2020.6.1

インテリア

高田真由美

ailes creation

アレキサンダー・ラモント 2020新作コレクション"Sirena"

フレンチ・アール・デコに触発されたアレキサンダー・ラモントの素材をご紹介する4回シリーズですが、早くも最終回です。
アレキサンダー・ラモントは、今年設立20年の記念の年を迎え、本来であれば3月末にバンコクのフラッグシップショップで各国のディストリビューターや顧客を招いてのイベントを開催予定でした。私も渡航を楽しみにしていたのですが、新型コロナウィルスの影響で中止となってしまいとても残念です。今回イベントで発表する予定だったコレクションが「SIRENA(シレーナ)」というアフリカがテーマのコレクションです。アフリカ芸術は、アール・デコの時代においても芸術家や建築家に大きな影響を与え、どっしりとした家具や、アフリカのパターンなど、アフリカの影響を受けたスタイルが当時の室内装飾に使われました。

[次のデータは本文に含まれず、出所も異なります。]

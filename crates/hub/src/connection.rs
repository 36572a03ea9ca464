//! Participant connections: identity, role, send buffering and the
//! read/write pumps that drive a live WebSocket.

use std::fmt;
use std::sync::Arc;

use askhub_protocol::constants::{WS_MAX_MESSAGE_SIZE, WS_PING_PERIOD, WS_PONG_WAIT};
use askhub_protocol::MessageType;
use askhub_protocol::envelope::Message;
use futures_util::{SinkExt, StreamExt};
use tokio::sync::mpsc;
use tokio_tungstenite::tungstenite::protocol::Message as WsMessage;
use tokio_util::sync::CancellationToken;

use crate::dispatch::Session;
use crate::error::HubError;
use crate::hub::RelayHub;

/// Opaque handle identifying one transport connection.
///
/// A reconnecting participant reuses its identity but always gets a fresh id.
#[derive(Debug, Clone, Copy, PartialEq, Eq, Hash)]
pub struct ConnectionId(uuid::Uuid);

impl ConnectionId {
    pub fn new() -> Self {
        Self(uuid::Uuid::new_v4())
    }
}

impl Default for ConnectionId {
    fn default() -> Self {
        Self::new()
    }
}

impl fmt::Display for ConnectionId {
    fn fmt(&self, f: &mut fmt::Formatter<'_>) -> fmt::Result {
        self.0.fmt(f)
    }
}

/// Role a participant plays, derived from its identity.
#[derive(Debug, Clone, Copy, PartialEq, Eq, Hash)]
pub enum Role {
    Orchestrator,
    Expert,
    EndUser,
}

/// Handle for sending messages to one participant.
///
/// Cloneable and cheap; wraps an `mpsc::Sender`.
#[derive(Debug, Clone)]
pub struct Sender {
    tx: mpsc::Sender<WsMessage>,
}

impl Sender {
    pub fn new(tx: mpsc::Sender<WsMessage>) -> Self {
        Self { tx }
    }

    /// Sends a protocol [`Message`] as JSON text.
    ///
    /// Returns `Err` if the buffer is full or the participant disconnected.
    pub fn send_msg(&self, msg: Message) -> Result<(), SendError> {
        let json = serde_json::to_string(&msg).map_err(|_| SendError)?;
        self.tx.try_send(WsMessage::Text(json.into())).map_err(|_| {
            tracing::warn!(msg_type = ?msg.msg_type, "send buffer full or closed, dropping message");
            SendError
        })
    }

    /// Sends a protocol [`Message`], waiting for buffer space.
    ///
    /// Used for token streams, where dropping a message would corrupt the
    /// answer. Fails only once the participant has disconnected.
    pub async fn send_msg_wait(&self, msg: Message) -> Result<(), SendError> {
        let json = serde_json::to_string(&msg).map_err(|_| SendError)?;
        self.tx
            .send(WsMessage::Text(json.into()))
            .await
            .map_err(|_| SendError)
    }

    /// Sends an error response for the given request message.
    pub fn send_error(&self, req: &Message, code: i32, message: &str) -> Result<(), SendError> {
        self.send_msg(req.reply_error(code, message))
    }

    /// Returns `true` if the send channel is still open.
    pub fn is_connected(&self) -> bool {
        !self.tx.is_closed()
    }

    fn send_raw(&self, msg: WsMessage) {
        let _ = self.tx.try_send(msg);
    }
}

/// Error returned when the send channel is full or closed.
#[derive(Debug, thiserror::Error)]
#[error("send failed: buffer full or connection closed")]
pub struct SendError;

/// A registered participant: who it is and how to reach it.
#[derive(Debug, Clone)]
pub struct Connection {
    id: ConnectionId,
    identity: String,
    role: Role,
    sender: Sender,
}

impl Connection {
    pub fn new(identity: impl Into<String>, role: Role, sender: Sender) -> Self {
        Self {
            id: ConnectionId::new(),
            identity: identity.into(),
            role,
            sender,
        }
    }

    pub fn id(&self) -> ConnectionId {
        self.id
    }

    pub fn identity(&self) -> &str {
        &self.identity
    }

    pub fn role(&self) -> Role {
        self.role
    }

    pub fn sender(&self) -> &Sender {
        &self.sender
    }

    /// Sends a message to this participant.
    pub fn send(&self, msg: Message) -> Result<(), SendError> {
        self.sender.send_msg(msg)
    }

    /// Sends `msg`, reporting a closed channel as [`HubError::NotConnected`].
    pub(crate) fn deliver(&self, msg: Message) -> Result<(), HubError> {
        self.send(msg).map_err(|_| {
            if self.sender.is_connected() {
                HubError::SendFailed
            } else {
                HubError::NotConnected {
                    identity: self.identity.clone(),
                }
            }
        })
    }

    /// Pushes an unsolicited message of `msg_type` with a fresh id.
    pub(crate) fn push<T: serde::Serialize>(
        &self,
        msg_type: MessageType,
        payload: Option<&T>,
    ) -> Result<(), HubError> {
        let msg = Message::new(uuid::Uuid::new_v4().to_string(), msg_type, payload)?;
        self.deliver(msg)
    }
}

/// Runs the read and write pumps for a registered participant.
///
/// The pumps run as background tokio tasks; when the read side ends the
/// connection is removed from the hub and the write pump is stopped.
pub(crate) fn spawn_connection<S>(
    ws_stream: S,
    conn: Connection,
    rx: mpsc::Receiver<WsMessage>,
    hub: Arc<RelayHub>,
    cancel: CancellationToken,
) where
    S: futures_util::Stream<Item = Result<WsMessage, tokio_tungstenite::tungstenite::Error>>
        + futures_util::Sink<WsMessage, Error = tokio_tungstenite::tungstenite::Error>
        + Send
        + 'static,
{
    let (ws_sink, ws_stream) = ws_stream.split();

    tokio::spawn(write_pump(ws_sink, rx, cancel.clone()));

    tokio::spawn(async move {
        let session = Arc::new(Session::new(Arc::clone(&hub), conn.clone(), cancel.clone()));
        read_pump(ws_stream, &session, cancel.clone()).await;
        // When the read pump exits, stop the write pump and any waits.
        cancel.cancel();
        session.close();
        hub.disconnect(&conn).await;
        tracing::info!(identity = %conn.identity(), conn = %conn.id(), "participant disconnected");
    });
}

/// Write pump: drains the send channel and sends WS pings.
async fn write_pump<S>(mut sink: S, mut rx: mpsc::Receiver<WsMessage>, cancel: CancellationToken)
where
    S: futures_util::Sink<WsMessage, Error = tokio_tungstenite::tungstenite::Error> + Send + Unpin,
{
    let mut ping_interval = tokio::time::interval(WS_PING_PERIOD);
    ping_interval.set_missed_tick_behavior(tokio::time::MissedTickBehavior::Delay);

    loop {
        tokio::select! {
            _ = cancel.cancelled() => break,

            msg = rx.recv() => {
                match msg {
                    Some(ws_msg) => {
                        if let Err(e) = sink.send(ws_msg).await {
                            tracing::error!("write pump send error: {e}");
                            break;
                        }
                    }
                    None => break,
                }
            }

            _ = ping_interval.tick() => {
                if let Err(e) = sink.send(WsMessage::Ping(Vec::new().into())).await {
                    tracing::error!("write pump ping error: {e}");
                    break;
                }
            }
        }
    }

    // Best-effort close frame.
    let _ = sink.close().await;
}

/// Read pump: reads WS frames and hands text frames to the session.
async fn read_pump<S>(mut stream: S, session: &Arc<Session>, cancel: CancellationToken)
where
    S: futures_util::Stream<Item = Result<WsMessage, tokio_tungstenite::tungstenite::Error>>
        + Send
        + Unpin,
{
    // Any inbound frame counts as liveness.
    let pong_deadline = tokio::time::sleep(WS_PONG_WAIT);
    tokio::pin!(pong_deadline);

    loop {
        tokio::select! {
            _ = cancel.cancelled() => break,

            () = &mut pong_deadline => {
                tracing::warn!(identity = %session.identity(), "pong timeout, closing connection");
                break;
            }

            frame = stream.next() => {
                match frame {
                    Some(Ok(ws_msg)) => {
                        pong_deadline.as_mut().reset(tokio::time::Instant::now() + WS_PONG_WAIT);
                        match ws_msg {
                            WsMessage::Text(text) => {
                                if text.len() > WS_MAX_MESSAGE_SIZE {
                                    tracing::error!("message exceeds max size ({} > {})", text.len(), WS_MAX_MESSAGE_SIZE);
                                    continue;
                                }
                                session.dispatch_text(&text).await;
                            }
                            WsMessage::Ping(data) => {
                                session.connection().sender().send_raw(WsMessage::Pong(data));
                            }
                            WsMessage::Close(_) => {
                                tracing::debug!(identity = %session.identity(), "received close frame");
                                break;
                            }
                            // Pong only refreshes the deadline; binary frames are not part of the protocol.
                            _ => {}
                        }
                    }
                    Some(Err(e)) => {
                        tracing::error!("read pump error: {e}");
                        break;
                    }
                    None => break,
                }
            }
        }
    }
}

#[cfg(test)]
mod tests {
    use super::*;

    #[test]
    fn sender_error_display() {
        let err = SendError;
        assert!(err.to_string().contains("buffer full"));
    }

    #[test]
    fn connection_ids_are_unique() {
        let (tx, _rx) = mpsc::channel(1);
        let a = Connection::new("Teams", Role::Expert, Sender::new(tx.clone()));
        let b = Connection::new("Teams", Role::Expert, Sender::new(tx));
        assert_eq!(a.identity(), b.identity());
        assert_ne!(a.id(), b.id());
    }

    #[tokio::test]
    async fn send_serializes_json_text() {
        let (tx, mut rx) = mpsc::channel(4);
        let conn = Connection::new("EndUser", Role::EndUser, Sender::new(tx));
        let msg = Message::new::<()>("m1", MessageType::Reintroduce, None).unwrap();
        conn.send(msg).unwrap();

        match rx.recv().await.unwrap() {
            WsMessage::Text(text) => {
                let parsed: Message = serde_json::from_str(&text).unwrap();
                assert_eq!(parsed.msg_type, MessageType::Reintroduce);
            }
            other => panic!("expected text frame, got {other:?}"),
        }
    }

    #[tokio::test]
    async fn deliver_to_closed_channel_is_not_connected() {
        let (tx, rx) = mpsc::channel(4);
        let conn = Connection::new("Teams", Role::Expert, Sender::new(tx));
        drop(rx);
        let err = conn.push::<()>(MessageType::Reintroduce, None).unwrap_err();
        assert_eq!(
            err,
            HubError::NotConnected {
                identity: "Teams".into()
            }
        );
    }

    #[tokio::test]
    async fn send_fails_when_closed() {
        let (tx, rx) = mpsc::channel(4);
        drop(rx);
        let sender = Sender::new(tx);
        assert!(!sender.is_connected());
        let msg = Message::new::<()>("m1", MessageType::Ping, None).unwrap();
        assert!(sender.send_msg(msg).is_err());
    }
}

ラモントの創業者アレックスはイギリス人ですが、実はご両親のお仕事の関係で幼い頃をアフリカ・ケニヤのヴィレッジで過ごした経歴を持っています。

ケニアが植民支配から独立して6年後の1969年、アレックスは母とケニアに到着。父親の仕事の関係で、アレックスは世界の様々な工芸品に触れ育つ経験をしました。

アフリカでの経験が自分に影響を与えているというアレックスですが、その思い出が「SIRENA」コレクションには織り込まれています。線、形、質感を通じて表現される象徴的なアフリカのエッセンスが、ブラジル出身デザイナー、アントニオ・ダ・モッタとのコラボレーションにより力強くデザインされました。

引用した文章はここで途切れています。